All of the above are potentially difficult and time-consuming, but perhaps the most contentious area is successfully promoting the global programme to subsidiaries.

In many parts of the world, relationships between local insureds and their local insurer (and indeed broker) can be very close, and intertwined. Where group’s decide to implement a centralised global programme, using a global insurer worldwide (where possible), there may be some resistance from subsidiaries, especially where previously they have had a high level of autonomy.
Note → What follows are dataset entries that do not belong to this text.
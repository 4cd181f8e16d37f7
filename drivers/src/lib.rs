//! BCM Mini UART Driver
//!
//! Polled driver for the auxiliary "Mini UART" of the BCM2711 / BCM2835,
//! organised in layers:
//!
//! # Module Organization
//!
//! - [`hal`]: Platform-independent types and the clock seam
//! - [`hw`]: Register map and bit definitions
//! - [`platform`]: SoC selection, MMIO access and the system timer
//! - [`peripheral`]: The Mini UART driver itself
//! - [`control`]: Text control plane and named endpoints
//!
//! # Usage Example
//!
//! ```no_run
//! use miniuart::control::ControlPlane;
//! use miniuart::hal::serial::DeviceConfig;
//! use miniuart::peripheral::mini_uart::{self, DriverOptions};
//! use miniuart::platform::{self, IdentityMapper, SystemTimerClock};
//!
//! let clock = unsafe { SystemTimerClock::new(platform::SYSTEM_TIMER_BASE) };
//! let device = mini_uart::attach(
//!     &mut IdentityMapper,
//!     clock,
//!     DeviceConfig::default(),
//!     DriverOptions::default(),
//! )?;
//! let plane = ControlPlane::new(device);
//! plane.write_data(b"Hello, world!\n")?;
//! # Ok::<(), miniuart::hal::serial::UartError>(())
//! ```

#![cfg_attr(not(test), no_std)]

extern crate alloc;

pub mod control;
pub mod hal;
pub mod hw;
pub mod peripheral;
pub mod platform;
#[cfg(any(test, feature = "sim"))]
pub mod sim;

// Re-export commonly used types
pub use control::{ControlPlane, Endpoint, EndpointTable};
pub use hal::serial::{BaudRate, DataBits, DeviceConfig, UartError};
pub use hal::timer::Clock;
pub use peripheral::mini_uart::{Device, DeviceState, DriverOptions};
For the group risk manager, it is a question of selling the programme and its benefits. These might be cost, better terms and conditions, or higher limits. It may not, of course, work for everyone, and then it is a question of showing the benefits to the group as a whole. There is undoubtedly a role for global insurers and brokers to help risk managers “sell” the programme, explaining how it works, who benefits, and what those benefits are.

hide

It also means a lot of travelling for the group risk manager. A global programme is unlikely to work well if it is simply imposed from above. The group risk manager needs the subsidiaries to ‘buy-in’ the concept of a centralised global programme, literally and metaphorically.

If not, once claims come in, trouble will ensue. For group risk managers, the benefits of meeting subsidiaries and selling the programme to them, will mean not just a lot of air miles, but a much smoother running programme later on.